What this task involves:
Reproduce the whole listing that follows, exactly as it stands.

------------------------------

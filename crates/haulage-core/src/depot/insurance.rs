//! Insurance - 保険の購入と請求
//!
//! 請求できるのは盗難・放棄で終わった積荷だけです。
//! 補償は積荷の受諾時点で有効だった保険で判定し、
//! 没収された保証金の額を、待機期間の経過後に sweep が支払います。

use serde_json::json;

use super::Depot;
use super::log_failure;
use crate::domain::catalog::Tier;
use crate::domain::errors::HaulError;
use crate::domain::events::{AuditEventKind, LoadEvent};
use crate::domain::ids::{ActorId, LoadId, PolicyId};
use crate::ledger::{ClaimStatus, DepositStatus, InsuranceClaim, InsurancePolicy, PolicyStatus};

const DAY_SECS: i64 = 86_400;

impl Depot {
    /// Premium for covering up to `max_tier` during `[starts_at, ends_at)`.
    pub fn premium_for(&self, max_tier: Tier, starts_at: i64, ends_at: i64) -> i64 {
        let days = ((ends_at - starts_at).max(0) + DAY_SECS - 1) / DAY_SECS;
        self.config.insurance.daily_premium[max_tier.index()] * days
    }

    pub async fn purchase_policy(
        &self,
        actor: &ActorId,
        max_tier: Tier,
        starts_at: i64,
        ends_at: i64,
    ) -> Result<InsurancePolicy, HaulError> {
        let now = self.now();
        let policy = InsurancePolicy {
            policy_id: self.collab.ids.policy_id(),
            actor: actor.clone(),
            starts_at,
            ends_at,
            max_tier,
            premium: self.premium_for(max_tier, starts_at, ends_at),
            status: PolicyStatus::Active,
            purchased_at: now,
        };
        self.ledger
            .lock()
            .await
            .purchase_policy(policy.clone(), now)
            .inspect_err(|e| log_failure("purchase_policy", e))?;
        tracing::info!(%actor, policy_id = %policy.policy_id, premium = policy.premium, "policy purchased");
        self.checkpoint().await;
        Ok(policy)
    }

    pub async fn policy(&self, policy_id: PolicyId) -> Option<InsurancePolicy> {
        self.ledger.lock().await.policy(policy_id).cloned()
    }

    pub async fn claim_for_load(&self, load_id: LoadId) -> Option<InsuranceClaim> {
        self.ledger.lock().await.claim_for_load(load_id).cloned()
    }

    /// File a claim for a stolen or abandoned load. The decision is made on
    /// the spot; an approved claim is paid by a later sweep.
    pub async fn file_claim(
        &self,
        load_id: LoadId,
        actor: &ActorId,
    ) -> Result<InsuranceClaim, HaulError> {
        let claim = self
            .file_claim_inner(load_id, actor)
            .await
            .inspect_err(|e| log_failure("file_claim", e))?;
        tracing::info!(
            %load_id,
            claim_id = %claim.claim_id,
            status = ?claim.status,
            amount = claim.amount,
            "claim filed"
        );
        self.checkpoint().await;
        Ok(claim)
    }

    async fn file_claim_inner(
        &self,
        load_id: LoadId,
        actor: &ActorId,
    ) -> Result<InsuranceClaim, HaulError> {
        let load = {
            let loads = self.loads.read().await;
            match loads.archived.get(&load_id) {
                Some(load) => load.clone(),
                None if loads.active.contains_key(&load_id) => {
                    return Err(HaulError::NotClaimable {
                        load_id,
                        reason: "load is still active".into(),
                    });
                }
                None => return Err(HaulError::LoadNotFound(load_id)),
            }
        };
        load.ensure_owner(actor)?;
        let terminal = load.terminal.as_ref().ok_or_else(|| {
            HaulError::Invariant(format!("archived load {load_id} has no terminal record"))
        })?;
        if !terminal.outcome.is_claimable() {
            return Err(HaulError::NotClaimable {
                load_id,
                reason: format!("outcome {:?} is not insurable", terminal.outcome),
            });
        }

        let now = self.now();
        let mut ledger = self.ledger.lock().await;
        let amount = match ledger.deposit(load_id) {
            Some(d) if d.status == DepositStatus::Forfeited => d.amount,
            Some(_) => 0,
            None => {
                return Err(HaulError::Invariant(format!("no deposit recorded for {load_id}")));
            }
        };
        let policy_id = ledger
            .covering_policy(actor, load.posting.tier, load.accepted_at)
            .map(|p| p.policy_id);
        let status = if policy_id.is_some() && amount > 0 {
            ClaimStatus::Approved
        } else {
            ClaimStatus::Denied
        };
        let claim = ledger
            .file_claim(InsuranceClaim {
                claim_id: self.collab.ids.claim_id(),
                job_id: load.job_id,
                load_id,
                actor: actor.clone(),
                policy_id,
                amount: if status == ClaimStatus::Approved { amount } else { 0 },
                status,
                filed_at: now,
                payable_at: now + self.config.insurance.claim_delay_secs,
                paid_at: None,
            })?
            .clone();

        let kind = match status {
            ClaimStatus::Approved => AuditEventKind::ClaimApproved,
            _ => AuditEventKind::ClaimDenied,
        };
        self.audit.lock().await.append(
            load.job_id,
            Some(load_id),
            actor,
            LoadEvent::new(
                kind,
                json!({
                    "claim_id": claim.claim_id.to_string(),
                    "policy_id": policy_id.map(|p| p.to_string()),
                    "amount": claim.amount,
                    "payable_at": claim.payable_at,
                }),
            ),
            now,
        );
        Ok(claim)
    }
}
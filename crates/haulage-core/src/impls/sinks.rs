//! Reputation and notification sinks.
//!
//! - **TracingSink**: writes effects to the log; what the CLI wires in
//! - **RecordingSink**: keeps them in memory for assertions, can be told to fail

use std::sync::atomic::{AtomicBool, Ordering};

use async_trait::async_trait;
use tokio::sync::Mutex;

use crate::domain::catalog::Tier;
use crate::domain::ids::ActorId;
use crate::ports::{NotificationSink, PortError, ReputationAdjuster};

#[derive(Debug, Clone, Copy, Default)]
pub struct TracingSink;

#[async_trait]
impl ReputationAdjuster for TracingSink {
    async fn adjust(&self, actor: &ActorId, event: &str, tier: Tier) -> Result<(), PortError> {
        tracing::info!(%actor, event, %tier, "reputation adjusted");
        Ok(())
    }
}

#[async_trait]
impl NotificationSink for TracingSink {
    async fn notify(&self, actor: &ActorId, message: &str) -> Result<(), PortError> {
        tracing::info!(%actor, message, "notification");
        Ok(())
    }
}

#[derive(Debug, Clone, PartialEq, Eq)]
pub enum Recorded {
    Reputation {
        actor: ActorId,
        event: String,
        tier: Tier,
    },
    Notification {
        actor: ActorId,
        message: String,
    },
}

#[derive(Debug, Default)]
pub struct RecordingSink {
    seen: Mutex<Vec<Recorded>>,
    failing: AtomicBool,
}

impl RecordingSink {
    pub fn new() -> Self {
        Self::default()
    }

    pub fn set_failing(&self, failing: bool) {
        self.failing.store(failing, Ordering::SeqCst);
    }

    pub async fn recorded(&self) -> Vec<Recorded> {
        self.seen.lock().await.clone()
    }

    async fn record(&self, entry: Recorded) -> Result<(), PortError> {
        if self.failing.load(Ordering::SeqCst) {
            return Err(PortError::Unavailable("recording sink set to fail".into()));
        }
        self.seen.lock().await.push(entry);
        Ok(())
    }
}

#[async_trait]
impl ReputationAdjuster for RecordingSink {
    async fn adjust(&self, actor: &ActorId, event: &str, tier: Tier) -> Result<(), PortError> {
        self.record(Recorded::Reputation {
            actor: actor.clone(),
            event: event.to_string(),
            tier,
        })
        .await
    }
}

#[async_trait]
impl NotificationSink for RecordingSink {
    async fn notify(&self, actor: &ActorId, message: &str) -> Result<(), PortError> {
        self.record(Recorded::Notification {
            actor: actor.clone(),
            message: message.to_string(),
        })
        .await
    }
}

------------------------------

Solution to the exercise:
filename crates/haulage-core/src/depot/insurance.rs
//! Insurance - 保険の購入と請求
//!
//! 請求できるのは盗難・放棄で終わった積荷だけです。
//! 補償は積荷の受諾時点で有効だった保険で判定し、
//! 没収された保証金の額を、待機期間の経過後に sweep が支払います。

use serde_json::json;

use super::Depot;
use super::log_failure;
use crate::domain::catalog::Tier;
use crate::domain::errors::HaulError;
use crate::domain::events::{AuditEventKind, LoadEvent};
use crate::domain::ids::{ActorId, LoadId, PolicyId};
use crate::ledger::{ClaimStatus, DepositStatus, InsuranceClaim, InsurancePolicy, PolicyStatus};

const DAY_SECS: i64 = 86_400;

impl Depot {
    /// Premium for covering up to `max_tier` during `[starts_at, ends_at)`.
    pub fn premium_for(&self, max_tier: Tier, starts_at: i64, ends_at: i64) -> i64 {
        let days = ((ends_at - starts_at).max(0) + DAY_SECS - 1) / DAY_SECS;
        self.config.insurance.daily_premium[max_tier.index()] * days
    }

    pub async fn purchase_policy(
        &self,
        actor: &ActorId,
        max_tier: Tier,
        starts_at: i64,
        ends_at: i64,
    ) -> Result<InsurancePolicy, HaulError> {
        let now = self.now();
        let policy = InsurancePolicy {
            policy_id: self.collab.ids.policy_id(),
            actor: actor.clone(),
            starts_at,
            ends_at,
            max_tier,
            premium: self.premium_for(max_tier, starts_at, ends_at),
            status: PolicyStatus::Active,
            purchased_at: now,
        };
        self.ledger
            .lock()
            .await
            .purchase_policy(policy.clone(), now)
            .inspect_err(|e| log_failure("purchase_policy", e))?;
        tracing::info!(%actor, policy_id = %policy.policy_id, premium = policy.premium, "policy purchased");
        self.checkpoint().await;
        Ok(policy)
    }

    pub async fn policy(&self, policy_id: PolicyId) -> Option<InsurancePolicy> {
        self.ledger.lock().await.policy(policy_id).cloned()
    }

    pub async fn claim_for_load(&self, load_id: LoadId) -> Option<InsuranceClaim> {
        self.ledger.lock().await.claim_for_load(load_id).cloned()
    }

    /// File a claim for a stolen or abandoned load. The decision is made on
    /// the spot; an approved claim is paid by a later sweep.
    pub async fn file_claim(
        &self,
        load_id: LoadId,
        actor: &ActorId,
    ) -> Result<InsuranceClaim, HaulError> {
        let claim = self
            .file_claim_inner(load_id, actor)
            .await
            .inspect_err(|e| log_failure("file_claim", e))?;
        tracing::info!(
            %load_id,
            claim_id = %claim.claim_id,
            status = ?claim.status,
            amount = claim.amount,
            "claim filed"
        );
        self.checkpoint().await;
        Ok(claim)
    }

    async fn file_claim_inner(
        &self,
        load_id: LoadId,
        actor: &ActorId,
    ) -> Result<InsuranceClaim, HaulError> {
        let load = {
            let loads = self.loads.read().await;
            match loads.archived.get(&load_id) {
                Some(load) => load.clone(),
                None if loads.active.contains_key(&load_id) => {
                    return Err(HaulError::NotClaimable {
                        load_id,
                        reason: "load is still active".into(),
                    });
                }
                None => return Err(HaulError::LoadNotFound(load_id)),
            }
        };
        load.ensure_owner(actor)?;
        let terminal = load.terminal.as_ref().ok_or_else(|| {
            HaulError::Invariant(format!("archived load {load_id} has no terminal record"))
        })?;
        if !terminal.outcome.is_claimable() {
            return Err(HaulError::NotClaimable {
                load_id,
                reason: format!("outcome {:?} is not insurable", terminal.outcome),
            });
        }

        let now = self.now();
        let mut ledger = self.ledger.lock().await;
        let amount = match ledger.deposit(load_id) {
            Some(d) if d.status == DepositStatus::Forfeited => d.amount,
            Some(_) => 0,
            None => {
                return Err(HaulError::Invariant(format!("no deposit recorded for {load_id}")));
            }
        };
        let policy_id = ledger
            .covering_policy(actor, load.posting.tier, load.accepted_at)
            .map(|p| p.policy_id);
        let status = if policy_id.is_some() && amount > 0 {
            ClaimStatus::Approved
        } else {
            ClaimStatus::Denied
        };
        let claim = ledger
            .file_claim(InsuranceClaim {
                claim_id: self.collab.ids.claim_id(),
                job_id: load.job_id,
                load_id,
                actor: actor.clone(),
                policy_id,
                amount: if status == ClaimStatus::Approved { amount } else { 0 },
                status,
                filed_at: now,
                payable_at: now + self.config.insurance.claim_delay_secs,
                paid_at: None,
            })?
            .clone();

        let kind = match status {
            ClaimStatus::Approved => AuditEventKind::ClaimApproved,
            _ => AuditEventKind::ClaimDenied,
        };
        self.audit.lock().await.append(
            load.job_id,
            Some(load_id),
            actor,
            LoadEvent::new(
                kind,
                json!({
                    "claim_id": claim.claim_id.to_string(),
                    "policy_id": policy_id.map(|p| p.to_string()),
                    "amount": claim.amount,
                    "payable_at": claim.payable_at,
                }),
            ),
            now,
        );
        Ok(claim)
    }
}
filename crates/haulage-core/src/impls/sinks.rs
//! Reputation and notification sinks.
//!
//! - **TracingSink**: writes effects to the log; what the CLI wires in
//! - **RecordingSink**: keeps them in memory for assertions, can be told to fail

use std::sync::atomic::{AtomicBool, Ordering};

use async_trait::async_trait;
use tokio::sync::Mutex;

use crate::domain::catalog::Tier;
use crate::domain::ids::ActorId;
use crate::ports::{NotificationSink, PortError, ReputationAdjuster};

#[derive(Debug, Clone, Copy, Default)]
pub struct TracingSink;

#[async_trait]
impl ReputationAdjuster for TracingSink {
    async fn adjust(&self, actor: &ActorId, event: &str, tier: Tier) -> Result<(), PortError> {
        tracing::info!(%actor, event, %tier, "reputation adjusted");
        Ok(())
    }
}

#[async_trait]
impl NotificationSink for TracingSink {
    async fn notify(&self, actor: &ActorId, message: &str) -> Result<(), PortError> {
        tracing::info!(%actor, message, "notification");
        Ok(())
    }
}

#[derive(Debug, Clone, PartialEq, Eq)]
pub enum Recorded {
    Reputation {
        actor: ActorId,
        event: String,
        tier: Tier,
    },
    Notification {
        actor: ActorId,
        message: String,
    },
}

#[derive(Debug, Default)]
pub struct RecordingSink {
    seen: Mutex<Vec<Recorded>>,
    failing: AtomicBool,
}

impl RecordingSink {
    pub fn new() -> Self {
        Self::default()
    }

    pub fn set_failing(&self, failing: bool) {
        self.failing.store(failing, Ordering::SeqCst);
    }

    pub async fn recorded(&self) -> Vec<Recorded> {
        self.seen.lock().await.clone()
    }

    async fn record(&self, entry: Recorded) -> Result<(), PortError> {
        if self.failing.load(Ordering::SeqCst) {
            return Err(PortError::Unavailable("recording sink set to fail".into()));
        }
        self.seen.lock().await.push(entry);
        Ok(())
    }
}

#[async_trait]
impl ReputationAdjuster for RecordingSink {
    async fn adjust(&self, actor: &ActorId, event: &str, tier: Tier) -> Result<(), PortError> {
        self.record(Recorded::Reputation {
            actor: actor.clone(),
            event: event.to_string(),
            tier,
        })
        .await
    }
}

#[async_trait]
impl NotificationSink for RecordingSink {
    async fn notify(&self, actor: &ActorId, message: &str) -> Result<(), PortError> {
        self.record(Recorded::Notification {
            actor: actor.clone(),
            message: message.to_string(),
        })
        .await
    }
}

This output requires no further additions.